You are viewing a plain text version of this content. The canonical link for it is here.
Posted to user@arrow.apache.org by Bjoern Bachmann <bj...@gmx.de> on 2021/07/22 14:03:45 UTC
[C++] Computation functions in Apache Arrow
Hey,
I would like to better understand arrows built-in compute functionality. For
example if I've single array "X" of float type and I want to do the following
calc:
X*gain + offset and I
How can I write it in a single instruction line or do I need it sequentially?
What do I need to do if gain or offset has a different data type?

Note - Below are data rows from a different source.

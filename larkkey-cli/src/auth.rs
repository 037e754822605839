//! `lark auth ...` commands.

use anyhow::{Context as _, Result, bail};
use clap::{Args, Subcommand};
use larkkey_core::config::{normalize_base_url, platform_name};
use larkkey_core::oauth::{
    AuthorizationCodeSource, DEFAULT_CALLBACK_PORT, LoopbackCallback, PastedRedirect,
};
use larkkey_core::user::scopes::parse_scope_list;
use larkkey_core::{
    AppIdentity, AuthError, LoginRequest, ResolveRequest, Secret, UserAccountStatus,
};
use serde::Serialize;
use std::io::IsTerminal;
use tokio::io::{AsyncBufReadExt, BufReader};

use crate::context::Context;
use crate::picker::LinePicker;
use crate::{GlobalArgs, print_json};

#[derive(Subcommand, Debug)]
pub enum AuthCommand {
    /// Store the app id and secret
    Login(AppLoginArgs),

    /// Print a tenant access token, granting a new one if needed
    Tenant,

    /// Show or change the open platform the app lives on
    #[command(subcommand)]
    Platform(PlatformCommand),

    /// User OAuth login, status and logout
    #[command(subcommand)]
    User(UserCommand),

    /// Show the token types and scopes a command needs
    Explain {
        /// Command path, e.g. `drive search`
        #[arg(required = true, num_args = 1..)]
        command: Vec<String>,

        /// Suggest read-only scopes
        #[arg(long)]
        readonly: bool,
    },

    /// Resolve the token a command would use
    Token {
        /// Command path, e.g. "drive search"
        #[arg(long = "for")]
        for_command: String,
    },
}

#[derive(Args, Debug)]
pub struct AppLoginArgs {
    #[arg(long)]
    pub app_id: Option<String>,

    /// Read from stdin when omitted and nothing is stored
    #[arg(long)]
    pub app_secret: Option<String>,

    /// Base URL or platform alias (feishu, lark)
    #[arg(long)]
    pub base_url: Option<String>,

    /// Keep the secret in the OS keychain
    #[arg(long)]
    pub store_secret_in_keyring: bool,

    /// Keep the secret in the config file
    #[arg(long)]
    pub store_secret_in_config: bool,
}

#[derive(Subcommand, Debug)]
pub enum PlatformCommand {
    /// Switch to a platform alias (feishu, lark) or a base URL
    Set { platform: String },

    /// Show the platform and where credentials live
    Info,
}

#[derive(Subcommand, Debug)]
pub enum UserCommand {
    /// Log a user in with OAuth
    Login(UserLoginArgs),

    /// Show the login state of an account
    Status {
        /// Every account in the config
        #[arg(long)]
        all: bool,
    },

    /// Remove an account's tokens
    Logout {
        /// Every account in the config
        #[arg(long)]
        all: bool,
    },
}

#[derive(Args, Debug)]
pub struct UserLoginArgs {
    /// Exact scopes, space or comma separated
    #[arg(long)]
    pub scopes: Option<String>,

    /// Services whose suggested scopes to request
    #[arg(long, value_delimiter = ',')]
    pub services: Vec<String>,

    /// Request read-only scopes
    #[arg(long)]
    pub readonly: bool,

    /// Show the consent page even for granted scopes
    #[arg(long)]
    pub force_consent: bool,

    /// Port of the local callback listener
    #[arg(long, default_value_t = DEFAULT_CALLBACK_PORT)]
    pub port: u16,

    /// Paste the redirected URL instead of opening a browser
    #[arg(long)]
    pub no_browser: bool,
}

pub async fn run(command: AuthCommand, ctx: &Context, global: &GlobalArgs) -> Result<()> {
    match command {
        AuthCommand::Login(args) => app_login(ctx, args).await,
        AuthCommand::Tenant => tenant(ctx).await,
        AuthCommand::Platform(PlatformCommand::Set { platform }) => platform_set(ctx, &platform).await,
        AuthCommand::Platform(PlatformCommand::Info) => platform_info(ctx),
        AuthCommand::User(UserCommand::Login(args)) => user_login(ctx, global, args).await,
        AuthCommand::User(UserCommand::Status { all }) => user_status(ctx, global, all).await,
        AuthCommand::User(UserCommand::Logout { all }) => user_logout(ctx, global, all).await,
        AuthCommand::Explain { command, readonly } => {
            let explanation = ctx.registry.explain(&command.join(" "), readonly)?;
            print_json(&explanation)
        }
        AuthCommand::Token { for_command } => token(ctx, global, for_command).await,
    }
}

/// Where the app secret goes. Neither flag keeps the current location.
pub fn secret_in_keyring(
    keyring_flag: bool,
    config_flag: bool,
    currently_in_keyring: bool,
) -> Result<bool, AuthError> {
    match (keyring_flag, config_flag) {
        (true, true) => Err(AuthError::ConflictingFlags {
            message: "--store-secret-in-keyring and --store-secret-in-config are mutually exclusive"
                .to_string(),
        }),
        (true, false) => Ok(true),
        (false, true) => Ok(false),
        (false, false) => Ok(currently_in_keyring),
    }
}

async fn read_secret_from_stdin() -> Result<Secret> {
    eprint!("App secret: ");
    let mut line = String::new();
    BufReader::new(tokio::io::stdin())
        .read_line(&mut line)
        .await
        .context("failed to read the app secret")?;
    let secret = line.trim();
    if secret.is_empty() {
        bail!(AuthError::Configuration {
            message: "app secret is required".to_string(),
        });
    }
    Ok(Secret::new(secret))
}

#[derive(Serialize)]
struct AppSummary<'a> {
    app_id: &'a str,
    base_url: &'a str,
    platform: Option<&'static str>,
    app_secret_storage: &'static str,
}

async fn app_login(ctx: &Context, args: AppLoginArgs) -> Result<()> {
    let current = ctx.state.snapshot();
    let in_keyring = secret_in_keyring(
        args.store_secret_in_keyring,
        args.store_secret_in_config,
        current.app_secret_in_keyring,
    )?;

    let app_id = args
        .app_id
        .map(|id| id.trim().to_string())
        .filter(|id| !id.is_empty())
        .or_else(|| (!current.app_id.is_empty()).then(|| current.app_id.clone()))
        .or_else(|| ctx.env.app_id.clone())
        .ok_or_else(|| AuthError::Configuration {
            message: "--app-id is required".to_string(),
        })?;
    let base_url = match &args.base_url {
        Some(value) => normalize_base_url(value)?,
        None => current.base_url().to_string(),
    };
    let identity = AppIdentity::new(app_id, base_url);

    let secret = match args.app_secret.filter(|s| !s.trim().is_empty()) {
        Some(secret) => Secret::new(secret.trim()),
        None => {
            let stored = match current.identity().filter(|i| i.app_id == identity.app_id) {
                Some(previous) => ctx.vault.app_secret(&previous.bucket()).await?,
                None => None,
            };
            match stored.or_else(|| ctx.env.app_secret.clone()) {
                Some(secret) => secret,
                None => read_secret_from_stdin().await?,
            }
        }
    };

    ctx.vault
        .persist_app_secret(&identity, &secret, in_keyring)
        .await?;

    print_json(&AppSummary {
        app_id: &identity.app_id,
        base_url: &identity.base_url,
        platform: platform_name(&identity.base_url),
        app_secret_storage: if in_keyring { "keychain" } else { "config" },
    })
}

#[derive(Serialize)]
struct TenantOutput {
    tenant_access_token: String,
    expires_at: Option<chrono::DateTime<chrono::Utc>>,
}

async fn tenant(ctx: &Context) -> Result<()> {
    let token = ctx.tenant().ensure().await?;
    print_json(&TenantOutput {
        tenant_access_token: token.token.expose().to_string(),
        expires_at: chrono::DateTime::from_timestamp(token.expires_at, 0),
    })
}

async fn platform_set(ctx: &Context, platform: &str) -> Result<()> {
    let base_url = normalize_base_url(platform)?;
    let current = ctx.state.snapshot();
    if current.base_url() == base_url {
        return platform_info(ctx);
    }

    match current.identity() {
        // The keychain entry is keyed by base URL; move it along.
        Some(previous) if current.app_secret_in_keyring => {
            let secret = ctx
                .vault
                .app_secret(&previous.bucket())
                .await?
                .ok_or_else(|| AuthError::Configuration {
                    message: format!(
                        "app secret for {} is missing from the keychain; run `lark auth login`",
                        previous.app_id
                    ),
                })?;
            let identity = AppIdentity::new(previous.app_id.clone(), base_url);
            ctx.vault.persist_app_secret(&identity, &secret, true).await?;
        }
        _ => {
            ctx.state.update(|c| {
                c.base_url = base_url;
                c.clear_tenant_cache();
            })?;
        }
    }

    if !current.user_accounts.is_empty() {
        tracing::warn!("User tokens belong to the previous platform; log in again with `lark auth user login`");
    }
    platform_info(ctx)
}

#[derive(Serialize)]
struct PlatformInfo {
    base_url: String,
    platform: Option<&'static str>,
    app_id: String,
    app_secret_location: &'static str,
    keyring_backend: String,
    user_token_storage: &'static str,
    config_path: Option<String>,
}

fn platform_info(ctx: &Context) -> Result<()> {
    let config = ctx.state.snapshot();
    let app_secret_location = if config.app_secret_in_keyring {
        "keychain"
    } else if !config.app_secret.is_empty() {
        "config"
    } else if ctx.env.app_secret.is_some() {
        "environment"
    } else {
        "none"
    };

    print_json(&PlatformInfo {
        base_url: config.base_url().to_string(),
        platform: platform_name(config.base_url()),
        app_id: if config.app_id.is_empty() {
            ctx.env.app_id.clone().unwrap_or_default()
        } else {
            config.app_id.clone()
        },
        app_secret_location,
        keyring_backend: config.keyring_backend.to_string(),
        user_token_storage: ctx.vault.user_tokens().name(),
        config_path: ctx.state.path().map(|p| p.display().to_string()),
    })
}

async fn user_login(ctx: &Context, global: &GlobalArgs, args: UserLoginArgs) -> Result<()> {
    let manager = ctx.user();

    let mut picker = LinePicker::stdio();
    let mut request = LoginRequest::new(global.account.clone());
    request.scopes = args
        .scopes
        .as_deref()
        .map(parse_scope_list)
        .unwrap_or_default();
    request.services = args
        .services
        .iter()
        .map(|s| s.trim().to_string())
        .filter(|s| !s.is_empty())
        .collect();
    request.readonly = args.readonly;
    request.force_consent = args.force_consent;
    if request.scopes.is_empty() && request.services.is_empty() && std::io::stdin().is_terminal() {
        request.picker = Some(&mut picker);
    }

    let source: Box<dyn AuthorizationCodeSource> = if args.no_browser {
        Box::new(PastedRedirect::new(args.port))
    } else {
        Box::new(LoopbackCallback::new(args.port).with_launcher(Box::new(|url: &str| open::that(url))))
    };

    let outcome = manager.login(request, source.as_ref()).await?;
    print_json(&outcome)
}

async fn user_status(ctx: &Context, global: &GlobalArgs, all: bool) -> Result<()> {
    let manager = ctx.user();
    if !all {
        return print_json(&manager.status(&global.account).await?);
    }

    let accounts: Vec<String> = ctx
        .state
        .read(|c| c.user_accounts.keys().cloned().collect());
    let mut statuses: Vec<UserAccountStatus> = Vec::with_capacity(accounts.len());
    for account in &accounts {
        statuses.push(manager.status(account).await?);
    }
    print_json(&statuses)
}

#[derive(Serialize)]
struct LogoutOutput {
    #[serde(skip_serializing_if = "Option::is_none")]
    account: Option<String>,
    removed: usize,
}

async fn user_logout(ctx: &Context, global: &GlobalArgs, all: bool) -> Result<()> {
    let manager = ctx.user();
    let output = if all {
        LogoutOutput {
            account: None,
            removed: manager.logout_all().await?,
        }
    } else {
        LogoutOutput {
            account: Some(global.account.clone()),
            removed: usize::from(manager.logout(&global.account).await?),
        }
    };
    print_json(&output)
}

async fn token(ctx: &Context, global: &GlobalArgs, for_command: String) -> Result<()> {
    let request = ResolveRequest {
        command_path: Some(for_command),
        allowed: Vec::new(),
        policy: global.policy,
        token_override: global.token_override.clone(),
        account: global.account.clone(),
    };
    let resolved = ctx.resolver().resolve(request).await?;
    print_json(&resolved)
}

Does arrow support matrix operations?
Thanks!
Bjoern
Re: [C++] Computation functions in Apache Arrow
Posted by Rok Mihevc <ro...@gmail.com>.
On Thu, Jul 22, 2021 at 6:54 PM Weston Pace <we...@gmail.com> wrote:
> > Does arrow support matrix operations?
>
> [...]
>
> On the other hand, there has been some interest in the past in
> representing tensors as a logical data type in Arrow. A rank 2 tensor
> is either the same as a matrix or very similar to a matrix (depending
> on who you ask). Matrix multiplication could be implemented as a
> compute kernel for arrays of rank-2 tensors. That being said, I have
> not seen any discussion or JIRA issues on tensor compute functions and
> so I don't know that anyone is working on that.
I'd be interested in working on tensor/sparse tensor computation
kernels if there's interest / need for it.
Rok
Re: [C++] Computation functions in Apache Arrow
Posted by Weston Pace <we...@gmail.com>.
> How can I write it in a single instruction line or do I need it sequentially?
You cannot do this as a single compute call today. ARROW-12060[1]
aims to add support for running expressions as a single call which may
fill this need.
> What do I need to do if gain or offset has a different data type?
The compute machinery does some implicit casting. So long as both
types are numeric you should be ok. More details can be found at [2].
If the types are dissimilar (e.g. string/int32) you may need to
explicitly cast (with the cast compute function) the data yourself.
> Does arrow support matrix operations?
No. You may be thinking of interpreting a table as a matrix. It is
natural to think of datasets and matrices as similar (e.g. I think
python allows you to perform matrix multiplication on datasets) but I
don't think I've seen any discussion of doing the same in Arrow.
On the other hand, there has been some interest in the past in
representing tensors as a logical data type in Arrow. A rank 2 tensor
is either the same as a matrix or very similar to a matrix (depending
on who you ask). Matrix multiplication could be implemented as a
compute kernel for arrays of rank-2 tensors. That being said, I have
not seen any discussion or JIRA issues on tensor compute functions and
so I don't know that anyone is working on that.
[1] https://issues.apache.org/jira/browse/ARROW-12060
[2] https://arrow.apache.org/docs/cpp/compute.html#implicit-casts
On Thu, Jul 22, 2021 at 4:04 AM Bjoern Bachmann <bj...@gmx.de> wrote:
>
> Hey,
>
> I would like to better understand arrows built-in compute functionality. For example if I've single array "X" of float type and I want to do the following calc:
>
> X*gain + offset and I
>
> How can I write it in a single instruction line or do I need it sequentially? What do I need to do if gain or offset has a different data type?
>
> Does arrow support matrix operations?
>
> Thanks!
>
> Bjoern